Laurent. – Tu rêves ! Il va falloir te mettre au boulot !
Isabelle. – Des menaces ? Je demande le divorce !
Laurent. – Tu irais jusqu’au divorce pour un voyage à La Baule ?
Simone. – Je disais ça… mais il y a aussi Deauville !
Laurent. – Ta gueule, toi ! La Baule, Deauville, on s’en carre !
Michel. – Laurent, il va falloir rester poli tout de même.
Laurent. – Je sors fumer une clope, ça va me calmer.
Il sort.
SCÈNE 9
Isabelle. – C’est ça, fuis ! Espèce de lâche ! Lui aussi il fuit. Tu as raison, Simone : il s’éclipse comme un lâche !
Marie. – C’est toujours comme ça entre vous ?
Isabelle. – Au début, non.
Frédéric. – Tu aurais dû nous écouter, sœurette.
Isabelle. – Je l’aime bien tout de même, mais il y a toujours ce rapport au fric, c’est ça qui nous éloigne.
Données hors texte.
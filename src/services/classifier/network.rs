use crate::config::NetworkConfig;
use futures::future::BoxFuture;
use futures::FutureExt;
use std::time::Duration;
use tokio::net::TcpStream;
use tracing::debug;

/// Cheap connectivity check against the model host.
pub trait NetworkProbe: Send + Sync {
    fn is_reachable(&self) -> BoxFuture<'_, bool>;
}

/// Opens (and drops) a TCP connection to the hub.
#[derive(Clone, Debug)]
pub struct TcpProbe {
    host: String,
    port: u16,
    timeout: Duration,
}

impl TcpProbe {
    pub fn new(host: impl Into<String>, port: u16, timeout: Duration) -> Self {
        Self {
            host: host.into(),
            port,
            timeout,
        }
    }

    pub fn from_config(config: &NetworkConfig) -> Self {
        Self::new(
            config.probe_host.clone(),
            config.probe_port,
            config.probe_timeout(),
        )
    }
}

impl NetworkProbe for TcpProbe {
    fn is_reachable(&self) -> BoxFuture<'_, bool> {
        async move {
            let connect = TcpStream::connect((self.host.as_str(), self.port));
            match tokio::time::timeout(self.timeout, connect).await {
                Ok(Ok(_)) => true,
                Ok(Err(e)) => {
                    debug!("probe {}:{} failed: {}", self.host, self.port, e);
                    false
                }
                Err(_) => {
                    debug!("probe {}:{} timed out", self.host, self.port);
                    false
                }
            }
        }
        .boxed()
    }
}

#[cfg(test)]
mod tests {
    use super::*;
    use tokio::net::TcpListener;

    #[tokio::test]
    async fn local_listener_is_reachable() {
        let listener = TcpListener::bind("127.0.0.1:0").await.unwrap();
        let port = listener.local_addr().unwrap().port();
        let probe = TcpProbe::new("127.0.0.1", port, Duration::from_secs(1));
        assert!(probe.is_reachable().await);
    }

    #[tokio::test]
    async fn closed_port_is_unreachable() {
        let listener = TcpListener::bind("127.0.0.1:0").await.unwrap();
        let port = listener.local_addr().unwrap().port();
        drop(listener);
        let probe = TcpProbe::new("127.0.0.1", port, Duration::from_secs(1));
        assert!(!probe.is_reachable().await);
    }

    #[tokio::test]
    async fn unresolvable_host_is_unreachable() {
        let probe = TcpProbe::new("host.invalid", 443, Duration::from_millis(500));
        assert!(!probe.is_reachable().await);
    }
}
Simone. – Excuse-moi, ma chérie, je ne voulais pas semer le trouble. Si seulement j’avais pu choisir une autre ville ! Il faut toujours que je mette les pieds là où il ne faut pas.
Irène. – C’est bon ! Tu ne vas pas nous faire déprimer avec tes problèmes existentiels.
Simone. – Si Isabelle divorce, ce sera de ma faute !
Frédéric. – Ça y est, elle recommence…
Sarah. – C’est vrai qu’elle s’était un peu calmée, et là boum !
Marie. – Simone, tu es sûre que tout va bien ? Tu te rappelles quand tu me prenais sur tes genoux, lorsque j’étais enfant ?
Simone. – Oui. Pourquoi ? Quel rapport avec La Baule ?
Irène. – Aucun, Simone. Marie voulait simplement te rappeler les bons moments que nous passions ensemble.
Simone. – On n’allait pas à La Baule en ce temps-là !
Sarah. – Là t’as raison, c’est le bug !
Frédéric. – Total !
Irène. – Tout va bien, Simone. On est en famille. Les filles sont revenues.
SCÈNE 10
Laurent entre en trombe.
Laurent. – Ça va ? Il y a un mec bizarre qui marche dehors, dans le petit parc, en face. Il m’a regardé plusieurs fois et puis il a disparu. J’ai allumé une deuxième clope et il est réapparu. Il m’a fait signe de le rejoindre. J’ai pas vu qui c’était, mais c’était un peu flippant.
Frédéric. – T’as encore fait une touche avec un mec !
Laurent. – Arrête de déconner, Frédéric, je te dis que le mec est bizarre !
Irène. – Venez dans la cuisine, la fenêtre donne sur le petit parc. Il est peut-être encore là ! (Les invités la suivent.) Marie, tu ne viens pas ?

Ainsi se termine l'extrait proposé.